Chapitre 2
Le mercredi 23 décembre 2020
Sa voix est rauque et étouffée comme s'il avait passé sa vie avec une cigarette au bec. Je distingue une forte odeur d'alcool dans son haleine. Je frissonne de dégoût de l'avoir aussi près de moi. Sortant de la maisonnette, je me retourne pour voir à qui j'ai affaire. Je le détaille de la tête aux pieds avec un dédain sûrement beaucoup trop évident sur mon visage. Sa peau foncée est rougie par le froid. Ses vêtements sales m'indiquent qu'il est dans la rue depuis un bon moment déjà. Ses joues creuses rongées de l'intérieur me font peur. Ça lui donne un effet surréaliste. Ses yeux sont ronds comme des billes et en mydriase. Déstabilisée, je m'éloigne le plus loin possible de lui en continuant mon chemin. Je rétorque.
- Je me cache du froid, comme vous d'ailleurs.
Inquiète parce qu'il me suit que je le veuille ou non, je me contente d'utiliser ces simples mots en guise de politesse espérant qu'il me laisse tranquille. Malheureusement, pour moi, il accélère le pas et ricane.
- Ne t'en va pas, je n'en ai pas fini avec toi.
Sa voix rauque est beaucoup trop proche de moi. Je me mets à courir, mais je ne cours pas aussi vite que je le voudrais à cause de cette neige. De temps à autre, je jette des regards discrets derrière moi et ça me motive à continuer. J'ai tellement chaud. Mes bottes sont tellement lourdes que j'ai l'impression de courir de moins en moins vite. Je panique, il se rapproche dangereusement. Il est tout près.
- Laissez-moi tranquille !
Je crie à pleins poumons même si l'air froid me brûle de l'intérieur. Il ne m'écoute pas et je suis à bout de force. Cherchant quelque chose pour me défendre, je ne trouve absolument rien. Tout est couvert de cette épaisse neige. Je le sens m'encercler de ses bras répugnants. L'odeur de sa sueur est omniprésente lorsqu'il me plaque contre le sol.
- Sois sage et je ne te ferai aucun mal.
Les larmes obstruent ma vision tandis qu'il me sert de plus en plus fort jusqu'à ce que je n'aie plus d'énergie pour me débattre. Je n'ai aucune envie de me laisser faire et visiblement, je ne fais pas le poids. Il me fait pivoter pour que je sois face à face avec lui et s'installe sur moi. Mon ventre se contracte pour pouvoir supporter sa masse corporelle.
- Je ne veux pas...
Je me devais de dire que je ne voulais pas. Une fois que le non est dit, c'est considéré comme un viol de mon intimité et des actes non consentants. Je m'imagine le renverser au sol et réussir à me sauver, mais je suis réaliste. Les fins heureuses ne sont que dans les films. Un preux chevalier venu d'une autre dimension viendrait à mon secours sur son magnifique cheval blanc. Malheureusement pour moi, je suis dans la vie réelle et les chevaliers n'existent plus depuis longtemps.

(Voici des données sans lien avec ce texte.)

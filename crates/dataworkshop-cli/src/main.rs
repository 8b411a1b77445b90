mod registry;

use std::path::{Path, PathBuf};
use std::process::ExitCode;

use clap::{Args, Parser, Subcommand, ValueEnum};
use dataworkshop_core::{
    ColumnSpec, DEFAULT_SEQUENCE_COUNT, DatasetSpec, DocumentFormat, Error as CoreError,
    ValidationReport, dataset_json_schema, validate_dataset_json,
};
use dataworkshop_generate::{
    ConflictPolicy, DirectorySink, GenerateOptions, GenerationEngine, GenerationError,
    OutputFormat, SinkError, TableSink,
};
use registry::{
    RunContext, RunOptions, init_run_logging, init_stderr_logging, start_run, write_bytes_atomic,
    write_report,
};
use thiserror::Error;
use uuid::Uuid;

#[derive(Debug, Error)]
enum CliError {
    #[error("registry error: {0}")]
    Registry(#[from] registry::RegistryError),
    #[error("{0}")]
    Core(#[from] CoreError),
    #[error("{0}")]
    Generation(#[from] GenerationError),
    #[error("export failed: {0}")]
    Sink(#[from] SinkError),
    #[error("json error: {0}")]
    Json(#[from] serde_json::Error),
    #[error("invalid dataset: {0}")]
    InvalidSpec(ValidationReport),
    #[error("refusing to overwrite {0} (pass --force)")]
    Exists(PathBuf),
}

#[derive(Parser, Debug)]
#[command(name = "dataworkshop", version, about = "Synthetic dataset generator")]
struct Cli {
    #[command(subcommand)]
    command: Command,
}

#[derive(Subcommand, Debug)]
enum Command {
    /// Generate a dataset and export it.
    Generate(GenerateArgs),
    /// Check a dataset document without generating anything.
    Validate(ValidateArgs),
    /// Print the JSON Schema of dataset documents.
    Schema(SchemaArgs),
    /// Write a starter dataset document.
    Init(InitArgs),
}

#[derive(Args, Debug)]
struct GenerateArgs {
    /// Dataset document (.toml or .json).
    #[arg(long, value_name = "FILE")]
    spec: PathBuf,
    /// Override the number of rows.
    #[arg(long)]
    rows: Option<u64>,
    /// Override the seed.
    #[arg(long)]
    seed: Option<u64>,
    /// Override the locale (en_US, pt_BR, zh_CN).
    #[arg(long)]
    locale: Option<String>,
    /// Export format.
    #[arg(long, value_enum, default_value_t = FormatArg::Csv)]
    format: FormatArg,
    /// Export directory; defaults to the run directory.
    #[arg(long)]
    out: Option<PathBuf>,
    /// Output directory for runs.
    #[arg(long, default_value = "runs")]
    run_dir: PathBuf,
    /// Replace an existing export file.
    #[arg(long, default_value_t = false)]
    overwrite: bool,
    /// Treat validation warnings as errors.
    #[arg(long, default_value_t = false)]
    strict: bool,
}

#[derive(Args, Debug)]
struct ValidateArgs {
    #[arg(long, value_name = "FILE")]
    spec: PathBuf,
    /// Treat validation warnings as errors.
    #[arg(long, default_value_t = false)]
    strict: bool,
}

#[derive(Args, Debug)]
struct SchemaArgs {
    /// Write the schema here instead of stdout.
    #[arg(long)]
    out: Option<PathBuf>,
}

#[derive(Args, Debug)]
struct InitArgs {
    #[arg(long, default_value = "dataset.toml")]
    out: PathBuf,
    /// Number of starter columns.
    #[arg(long, default_value_t = 5, value_parser = clap::value_parser!(u16).range(1..=20))]
    columns: u16,
    /// Replace an existing file.
    #[arg(long, default_value_t = false)]
    force: bool,
}

#[derive(Clone, Copy, Debug, ValueEnum)]
enum FormatArg {
    Csv,
    Json,
    Xlsx,
}

impl From<FormatArg> for OutputFormat {
    fn from(value: FormatArg) -> Self {
        match value {
            FormatArg::Csv => OutputFormat::Csv,
            FormatArg::Json => OutputFormat::Json,
            FormatArg::Xlsx => OutputFormat::Xlsx,
        }
    }
}

fn main() -> ExitCode {
    let cli = Cli::parse();

    let result = match cli.command {
        Command::Generate(args) => run_generate(args),
        Command::Validate(args) => run_validate(args),
        Command::Schema(args) => run_schema(args),
        Command::Init(args) => run_init(args),
    };

    match result {
        Ok(()) => ExitCode::SUCCESS,
        Err(err) => {
            eprintln!("error: {err}");
            ExitCode::FAILURE
        }
    }
}

fn run_generate(args: GenerateArgs) -> Result<(), CliError> {
    let GenerateArgs {
        spec,
        rows,
        seed,
        locale,
        format,
        out,
        run_dir,
        overwrite,
        strict,
    } = args;

    let mut dataset = load_dataset(&spec)?;
    if let Some(rows) = rows {
        dataset.rows = rows;
    }

    let run_id = Uuid::new_v4().to_string();
    let format = OutputFormat::from(format);
    let run_ctx = RunContext {
        run_id: run_id.clone(),
        started_at: chrono::Utc::now(),
        run_dir,
        options: RunOptions {
            spec_path: spec,
            rows,
            seed,
            locale: locale.clone(),
            format,
            out: out.clone(),
            overwrite,
            strict,
        },
        dataset,
    };

    let run_paths = start_run(&run_ctx)?;
    init_run_logging(&run_paths.logs_path)?;

    tracing::info!(event = "run_started", run_id = %run_id, spec = %run_ctx.options.spec_path.display());

    let engine = GenerationEngine::new(GenerateOptions {
        locale,
        seed,
        strict,
        run_id: Some(run_id.clone()),
    });
    let dataset = &run_ctx.dataset;
    let result = match engine.run(dataset) {
        Ok(result) => result,
        Err(GenerationError::InvalidSpec(report)) => {
            print_issues(&report);
            tracing::info!(event = "run_failed", reason = "invalid_spec");
            return Err(CliError::InvalidSpec(report));
        }
        Err(err) => return Err(err.into()),
    };
    for issue in &result.report.warnings {
        eprintln!("warning: {issue}");
    }

    let conflict = if overwrite {
        ConflictPolicy::Overwrite
    } else {
        ConflictPolicy::Fail
    };
    let out_dir = out.unwrap_or_else(|| run_paths.root.clone());
    let mut sink = DirectorySink::new(out_dir, format).with_conflict_policy(conflict);
    let written = sink.write_table(&result.table, &dataset.name)?;
    tracing::info!(event = "export_written", path = %written.location, bytes = written.bytes);

    write_report(&run_paths, &result.report)?;
    tracing::info!(event = "report_written", path = %run_paths.report_path.display());

    println!(
        "generated {} rows x {} columns (seed {}) -> {}",
        result.report.rows_generated, result.report.columns, result.report.seed, written.location
    );
    println!("run_dir={}", run_paths.root.display());
    Ok(())
}

fn run_validate(args: ValidateArgs) -> Result<(), CliError> {
    init_stderr_logging()?;

    let mut report = ValidationReport::default();
    if matches!(DocumentFormat::from_path(&args.spec)?, DocumentFormat::Json) {
        let raw = std::fs::read_to_string(&args.spec).map_err(CoreError::from)?;
        let document: serde_json::Value = serde_json::from_str(&raw)?;
        report.merge(validate_dataset_json(&document, &dataset_json_schema()?)?);
        if !report.is_ok() {
            print_issues(&report);
            return Err(CliError::InvalidSpec(report));
        }
    }

    let dataset = load_dataset(&args.spec)?;
    let engine = GenerationEngine::new(GenerateOptions {
        strict: args.strict,
        ..GenerateOptions::default()
    });
    report.merge(engine.validate(&dataset));
    print_issues(&report);

    if report.is_ok() {
        println!(
            "{}: ok ({} columns, {} warning(s))",
            args.spec.display(),
            dataset.columns.len(),
            report.warnings.len()
        );
        Ok(())
    } else {
        Err(CliError::InvalidSpec(report))
    }
}

fn run_schema(args: SchemaArgs) -> Result<(), CliError> {
    let schema = serde_json::to_string_pretty(&dataset_json_schema()?)?;
    match args.out {
        Some(path) => {
            write_bytes_atomic(&path, schema.as_bytes())?;
            println!("schema written to {}", path.display());
        }
        None => println!("{schema}"),
    }
    Ok(())
}

fn run_init(args: InitArgs) -> Result<(), CliError> {
    if args.out.exists() && !args.force {
        return Err(CliError::Exists(args.out));
    }

    let dataset = starter_dataset(args.columns);
    let content = dataset.to_toml_string()?;
    write_bytes_atomic(&args.out, content.as_bytes())?;
    println!("wrote {} with {} columns", args.out.display(), args.columns);
    Ok(())
}

fn starter_dataset(columns: u16) -> DatasetSpec {
    let columns = (1..=columns)
        .map(|idx| ColumnSpec::named_sequence(format!("Column {idx}"), DEFAULT_SEQUENCE_COUNT))
        .collect();
    DatasetSpec {
        columns,
        ..DatasetSpec::default()
    }
}

fn load_dataset(path: &Path) -> Result<DatasetSpec, CliError> {
    Ok(DatasetSpec::from_path(path)?)
}

fn print_issues(report: &ValidationReport) {
    for issue in &report.errors {
        eprintln!("error: {issue}");
    }
    for issue in &report.warnings {
        eprintln!("warning: {issue}");
    }
}

#[cfg(test)]
mod tests {
    use super::*;

    #[test]
    fn starter_dataset_round_trips_through_toml() {
        let dataset = starter_dataset(3);
        let toml = dataset.to_toml_string().expect("serialize");
        let parsed = DatasetSpec::from_toml_str(&toml).expect("parse");
        assert_eq!(parsed, dataset);
        assert_eq!(parsed.columns[2].name, "Column 3");
        assert!(dataworkshop_core::validate_dataset(&parsed).is_ok());
    }

    #[test]
    fn cli_parses_generate_overrides() {
        let cli = Cli::try_parse_from([
            "dataworkshop",
            "generate",
            "--spec",
            "d.toml",
            "--rows",
            "10",
            "--format",
            "json",
            "--overwrite",
        ])
        .expect("parse");
        let Command::Generate(args) = cli.command else {
            panic!("expected generate");
        };
        assert_eq!(args.rows, Some(10));
        assert!(matches!(args.format, FormatArg::Json));
        assert!(args.overwrite);
        assert_eq!(args.run_dir, PathBuf::from("runs"));
    }

    #[test]
    fn cli_accepts_workbook_format() {
        let cli = Cli::try_parse_from([
            "dataworkshop",
            "generate",
            "--spec",
            "d.toml",
            "--format",
            "xlsx",
        ])
        .expect("parse");
        let Command::Generate(args) = cli.command else {
            panic!("expected generate");
        };
        assert_eq!(OutputFormat::from(args.format), OutputFormat::Xlsx);
    }

    #[test]
    fn init_rejects_too_many_columns() {
        assert!(Cli::try_parse_from(["dataworkshop", "init", "--columns", "21"]).is_err());
    }
}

- Ne m'oblige pas à te faire du mal.
Comme pour confirmer mes peurs, il sort un couteau souillé de je ne sais quoi de sa poche. Mes boutons de manteau mitraillent dans tous les sens lorsqu'il les arrache avec force. Il passe sa lame sous le tissu de mon chandail bleu minuit et le coupe avec une facilité déconcertante. J'ai envie de crier, hurler, manifester mon désaccord. Je n'ai pas la force de résister. Je sens le froid des flocons sur mes seins nus. J'aimerais pouvoir me cacher, mais je n'en fais rien. Je déteste son regard. Il me regarde comme si j'étais un morceau de viande. Je déteste ce qu'il me fait. Je le déteste.
- Tu es si belle.
Les larmes coulent abondamment sur mon visage. J'appréhende la suite. Gardant toujours le couteau dans ses mains, il caresse mes seins sans douceur. Je me contente de fixer le ciel pour tenter de me changer les idées et m'empêcher d'enlever ses sales pattes de sur moi.
- J'ai tellement envie de toi.
En temps normal, je serais totalement dégoûtée, mais je suis profondément trop apeurée pour penser ne serait-ce qu'un instant à ce qu'il peut bien avoir l'air sous ses airs de crades. Suis-je faible si je me laisse faire pour survivre ?
- Tu bouges et c'en est fini pour toi, compris ?
C'en est trop pour moi lorsqu'il déboutonne mon jean pour me le retirer. Je profite de ce moment d'inattention pour lui voler son couteau et me reculer de lui.
- Je vous ai dit de me laisser tranquille.
Ses yeux sont exorbités de colère. Plus il avance vers moi, plus je recule. Le couteau devant moi, je le menace en le promenant de gauche à droite pour me créer un périmètre de sécurité.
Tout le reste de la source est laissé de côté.